(Extracted material)
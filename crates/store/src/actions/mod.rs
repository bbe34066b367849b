#![forbid(unsafe_code)]

pub mod board;
pub mod column;
pub mod label;
pub mod sprint;
pub mod task;
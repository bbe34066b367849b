#![forbid(unsafe_code)]

mod ai;
mod args;
mod jsonrpc;

pub(crate) use ai::*;
pub(crate) use args::*;
pub(crate) use jsonrpc::*;
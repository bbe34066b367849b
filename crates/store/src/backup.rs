#![forbid(unsafe_code)]

use crate::StoreError;
use std::ffi::OsString;
use std::path::{Path, PathBuf};

/// Byte-identical copy of `path` to `<path>.bak`, placed alongside the
/// original. No decoding happens here; the backup is valid no matter which
/// schema version the source file carries.
pub fn backup_board_file(path: &Path) -> Result<PathBuf, StoreError> {
    let mut name = OsString::from(path.as_os_str());
    name.push(".bak");
    let backup_path = PathBuf::from(name);
    std::fs::copy(path, &backup_path)?;
    Ok(backup_path)
}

(Task objective)
Retype the data precisely.

(Answer space)
filename crates/store/src/actions/mod.rs
repository bbe34066b367849b
#![forbid(unsafe_code)]

pub mod board;
pub mod column;
pub mod label;
pub mod sprint;
pub mod task;
repository bbe34066b367849b
#![forbid(unsafe_code)]

mod ai;
mod args;
mod jsonrpc;

pub(crate) use ai::*;
pub(crate) use args::*;
pub(crate) use jsonrpc::*;
repository bbe34066b367849b
filename crates/store/src/backup.rs
#![forbid(unsafe_code)]

use crate::StoreError;
use std::ffi::OsString;
use std::path::{Path, PathBuf};

/// Byte-identical copy of `path` to `<path>.bak`, placed alongside the
/// original. No decoding happens here; the backup is valid no matter which
/// schema version the source file carries.
pub fn backup_board_file(path: &Path) -> Result<PathBuf, StoreError> {
    let mut name = OsString::from(path.as_os_str());
    name.push(".bak");
    let backup_path = PathBuf::from(name);
    std::fs::copy(path, &backup_path)?;
    Ok(backup_path)
}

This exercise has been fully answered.